Oil recouped some losses as South Korea scrambled fighter jets and returned fire after nuclear-armed North Korea lobbed dozens of shells into its territory, injuring 14 soldiers, according to the government and YTN reports.

A South Korean Defense Ministry official, who declined to be identified, confirmed the shelling. The military has been put on high alert and will “respond strongly” to further provocation, he said.

‘Credit Negative’

Ireland became the second euro country to seek a rescue as the cost of saving its banks threatened a repeat of the Greek debt crisis that destabilized the currency. Moody’s Investors Service said yesterday that a bailout by the European Union and the International Monetary Fund may raise the debt burden and pose a “credit negative” for the country.
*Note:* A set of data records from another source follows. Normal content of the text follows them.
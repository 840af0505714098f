use std::collections::BTreeMap;
use std::sync::Arc;

use gantry_core::ResourceKind;
use parking_lot::RwLock;
use serde::Serialize;

#[derive(Debug, Clone, PartialEq, Eq, Serialize)]
#[serde(tag = "state", rename_all = "camelCase")]
pub enum FeedState {
    Starting,
    Live,
    Reconnecting { attempt: u32 },
    Failed { reason: String },
}

/// Shared per-kind feed states backing the readiness probe.
#[derive(Debug, Clone, Default)]
pub struct FeedHealth {
    states: Arc<RwLock<BTreeMap<ResourceKind, FeedState>>>,
}

impl FeedHealth {
    pub fn new() -> Self { Self::default() }

    pub fn set(&self, kind: ResourceKind, state: FeedState) {
        let live = matches!(state, FeedState::Live);
        self.states.write().insert(kind, state);
        metrics::gauge!("feed_live", if live { 1.0 } else { 0.0 }, "kind" => kind.as_str());
    }

    pub fn get(&self, kind: ResourceKind) -> Option<FeedState> {
        self.states.read().get(&kind).cloned()
    }

    /// Ready once at least one feed is registered and every registered feed is live.
    pub fn is_ready(&self) -> bool {
        let states = self.states.read();
        !states.is_empty() && states.values().all(|s| matches!(s, FeedState::Live))
    }

    pub fn failures(&self) -> Vec<(ResourceKind, String)> {
        self.states
            .read()
            .iter()
            .filter_map(|(k, s)| match s {
                FeedState::Failed { reason } => Some((*k, reason.clone())),
                _ => None,
            })
            .collect()
    }

    pub fn snapshot(&self) -> BTreeMap<ResourceKind, FeedState> { self.states.read().clone() }
}

#[cfg(test)]
mod tests {
    use super::*;

    #[test]
    fn ready_requires_every_registered_feed_live() {
        let h = FeedHealth::new();
        assert!(!h.is_ready());
        h.set(ResourceKind::Route, FeedState::Live);
        h.set(ResourceKind::Cluster, FeedState::Reconnecting { attempt: 1 });
        assert!(!h.is_ready());
        h.set(ResourceKind::Cluster, FeedState::Live);
        assert!(h.is_ready());
        h.set(ResourceKind::Certificate, FeedState::Failed { reason: "forbidden".into() });
        assert!(!h.is_ready());
        assert_eq!(h.failures(), vec![(ResourceKind::Certificate, "forbidden".to_string())]);
    }
}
“Besides Ireland, people are worried about Spain and Portugal so oil futures are following the focus on the euro zone,” said Victor Shum, a senior principal at energy consultants Purvin & Gertz Inc. in Singapore. “Any financial trouble would slow down the economic recovery and could impact fuel demand.


As we forecast back in January, we expect crude oil to decline further to the $50 to $60 range if we are indeed in a deflationary period. We also expect industrial commodities to fall, such as copper as the reality of the bank induced sovereign debt crisis deepens.

I am in meetings for two days, so will not be posting until then.
Best to all.


  1. And a Happy thanksgiving to you PW.

    Thank you for your continuing efforts.


  2. hi guys, market update on my blog. Bearish momentum continues. I do expect tomorrow to be flat or even a little bit bullish but we may see more bearishness after Thanksgiving. The downtrend has started and once started it takes a lot of energy to stop it. If dollar manage to start a multi-months uptrend here this may help the bear cause at least for a while.